A BPP algorithm errs with probability at most 1/3 on a single run. If you run it independently k times and output the majority answer, how does the error probability change?
AIt stays the same — independent runs do not help because errors are independent
BIt decreases linearly in k, reaching zero after 3 runs
CIt decreases exponentially in k, becoming negligibly small for large k
DIt increases, because more runs create more opportunities for error
By the Chernoff bound, the probability that a strict majority of k independent runs gives the wrong answer decreases exponentially in k. With k = 100 runs, the error is astronomically small even though each individual run still errs with probability 1/3. This error amplification is why the specific threshold of 1/3 in BPP's definition is not fundamental — any constant below 1/2 yields the same complexity class.
Question 2 True / False
A BPP algorithm's error probability applies to adversarially chosen inputs: on 'hard' inputs, the algorithm may typically fail.
TTrue
FFalse
Answer: False
The error in BPP is over the algorithm's internal random coin flips, not over the choice of input. For every fixed input x — including the hardest possible — the algorithm is correct with probability at least 2/3. There is no 'adversarial input' that exploits the randomness; the guarantee holds for all inputs simultaneously.
Question 3 Short Answer
Why does the specific error bound of 1/3 in the definition of BPP not fundamentally determine which problems are in the class?
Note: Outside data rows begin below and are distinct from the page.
//! Error types for the game engine.

use std::path::PathBuf;

use thiserror::Error;

/// Result type for game operations.
pub type GameResult<T> = Result<T, GameError>;

/// Errors that can occur while running a game.
///
/// Player input never produces one of these; it is answered with a message.
#[derive(Debug, Error)]
pub enum GameError {
    /// Reading or writing the save file failed.
    #[error("save file {path}: {source}")]
    Io {
        /// The file involved.
        path: PathBuf,
        /// The underlying error.
        #[source]
        source: std::io::Error,
    },

    /// The save file exists but cannot be used.
    #[error("corrupt save: {0}")]
    CorruptSave(String),

    /// A room id that the graph does not contain.
    #[error("room not in graph: {0}")]
    RoomNotInGraph(String),

    /// Core data error.
    #[error(transparent)]
    Core(#[from] oe_core::CoreError),
}
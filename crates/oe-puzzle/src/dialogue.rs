//! Branching dialogue trees.

use oe_core::{InteractionResult, Inventory, PuzzleId, ViewUpdate};
use tracing::debug;

use crate::condition::Condition;
use crate::puzzle::PuzzleResponse;

/// What selecting an option does beyond moving through the tree.
#[derive(Debug, Clone, Copy, Default, PartialEq, Eq)]
pub enum OptionResult {
    /// Walk to the option's target node.
    #[default]
    Continue,
    /// Solve the puzzle.
    Success,
}

/// A line the player can say.
#[derive(Debug, Clone)]
pub struct DialogueOption {
    /// The text shown to the player.
    pub text: String,
    /// Must hold for the option to be offered.
    pub condition: Condition,
    /// Index of the node this option leads to.
    pub next: usize,
    /// Extra effect of choosing this option.
    pub result: OptionResult,
}

impl DialogueOption {
    /// An unconditional option leading to `next`.
    pub fn new(text: impl Into<String>, next: usize) -> Self {
        Self {
            text: text.into(),
            condition: Condition::Always,
            next,
            result: OptionResult::Continue,
        }
    }

    /// Offer the option only while `condition` holds.
    pub fn with_condition(mut self, condition: Condition) -> Self {
        self.condition = condition;
        self
    }

    /// Mark this option as the one that solves the puzzle.
    pub fn succeeds(mut self) -> Self {
        self.result = OptionResult::Success;
        self
    }
}

/// One exchange in the conversation.
#[derive(Debug, Clone)]
pub struct DialogueNode {
    /// What the NPC says.
    pub npc_text: String,
    /// Every option, before condition filtering.
    pub options: Vec<DialogueOption>,
    /// Reaching this node ends the conversation.
    pub terminal: bool,
}

impl DialogueNode {
    /// A node the conversation continues from.
    pub fn new(npc_text: impl Into<String>, options: Vec<DialogueOption>) -> Self {
        Self {
            npc_text: npc_text.into(),
            options,
            terminal: false,
        }
    }

    /// A node that ends the conversation.
    pub fn terminal(npc_text: impl Into<String>) -> Self {
        Self {
            npc_text: npc_text.into(),
            options: Vec::new(),
            terminal: true,
        }
    }
}

/// Actions a dialogue accepts.
#[derive(Debug, Clone, Copy, PartialEq, Eq)]
pub enum DialogueAction {
    /// Pick a 0-based index into the currently available options.
    SelectOption(usize),
    /// Walk away.
    Close,
}

/// A conversation whose position resets on every opening while its solved
/// flag persists.
#[derive(Debug, Clone)]
pub struct DialoguePuzzle {
    id: PuzzleId,
    description: String,
    nodes: Vec<DialogueNode>,
    current: usize,
    success_line: String,
    success_updates: Vec<ViewUpdate>,
    repeat_message: String,
    solved: bool,
}

impl DialoguePuzzle {
    /// Create a dialogue starting at node 0.
    pub fn new(id: PuzzleId, description: impl Into<String>, nodes: Vec<DialogueNode>) -> Self {
        Self {
            id,
            description: description.into(),
            nodes,
            current: 0,
            success_line: String::new(),
            success_updates: Vec::new(),
            repeat_message: "You've already sorted this out.".to_string(),
            solved: false,
        }
    }

    /// Set the line announcing success.
    pub fn with_success_line(mut self, line: impl Into<String>) -> Self {
        self.success_line = line.into();
        self
    }

    /// Add a view update emitted on success.
    pub fn with_success_update(mut self, update: ViewUpdate) -> Self {
        self.success_updates.push(update);
        self
    }

    /// Set the message returned when the success option is chosen again
    /// after the puzzle is solved.
    pub fn with_repeat_message(mut self, message: impl Into<String>) -> Self {
        self.repeat_message = message.into();
        self
    }

    /// Puzzle id.
    pub fn id(&self) -> PuzzleId {
        self.id
    }

    /// Human-readable title.
    pub fn description(&self) -> &str {
        &self.description
    }

    /// Whether the success option has ever been chosen.
    pub fn is_solved(&self) -> bool {
        self.solved
    }

    pub(crate) fn mark_solved(&mut self) {
        self.solved = true;
    }

    /// Index of the node being shown.
    pub fn current_index(&self) -> usize {
        self.current
    }

    /// The node being shown.
    pub fn current_node(&self) -> Option<&DialogueNode> {
        self.nodes.get(self.current)
    }

    /// Options of the current node whose conditions hold right now.
    pub fn available_options(&self, inventory: &Inventory) -> Vec<&DialogueOption> {
        self.current_node()
            .map(|node| {
                node.options
                    .iter()
                    .filter(|option| option.condition.evaluate(inventory))
                    .collect()
            })
            .unwrap_or_default()
    }

    /// Go back to the opening line.
    pub fn reset_position(&mut self) {
        self.current = 0;
    }

    /// Apply an action.
    pub fn interact(&mut self, action: DialogueAction, inventory: &Inventory) -> PuzzleResponse {
        match action {
            DialogueAction::SelectOption(index) => self.select_option(index, inventory),
            DialogueAction::Close => {
                PuzzleResponse::closing(InteractionResult::message("Conversation ended."))
            }
        }
    }

    fn select_option(&mut self, index: usize, inventory: &Inventory) -> PuzzleResponse {
        let Some(option) = self.available_options(inventory).get(index).copied() else {
            return PuzzleResponse::open(InteractionResult::message("Invalid option."));
        };
        let (result, next) = (option.result, option.next);
        debug!(puzzle = %self.id, node = self.current, index, "dialogue option");

        if result == OptionResult::Success {
            if self.solved {
                return PuzzleResponse::closing(InteractionResult::message(self.repeat_message.clone()));
            }
            self.solved = true;
            let solved = InteractionResult::puzzle_solved(self.id).with_dialogue(self.success_line.clone());
            let solved = self
                .success_updates
                .iter()
                .cloned()
                .fold(solved, InteractionResult::with_view_update);
            return PuzzleResponse::closing(solved);
        }

        let Some(node) = self.nodes.get(next) else {
            return PuzzleResponse::open(InteractionResult::message("Conversation continues..."));
        };
        self.current = next;
        if node.terminal {
            let text = if node.npc_text.is_empty() {
                "Conversation ended.".to_string()
            } else {
                node.npc_text.clone()
            };
            PuzzleResponse::closing(InteractionResult::message(text))
        } else {
            PuzzleResponse::open(InteractionResult::dialogue([node.npc_text.clone()]))
        }
    }
}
Think about your answer, then reveal below.
Model answer: Any constant error bound strictly below 1/2 defines the same class, because error amplification via repeated independent trials can reduce error exponentially. An algorithm with error 1/3 can be boosted to error 2^{-100} using polynomially many trials. So 1/3, 0.4, or even 0.499 all capture the same set of languages — as long as the error is bounded away from 1/2.
The bound 1/2 is the real threshold: at exactly 1/2, the algorithm is no better than random guessing and amplification fails. Any constant below 1/2 allows amplification. The choice of 1/3 in the standard definition is a convenient convention, not a mathematical necessity.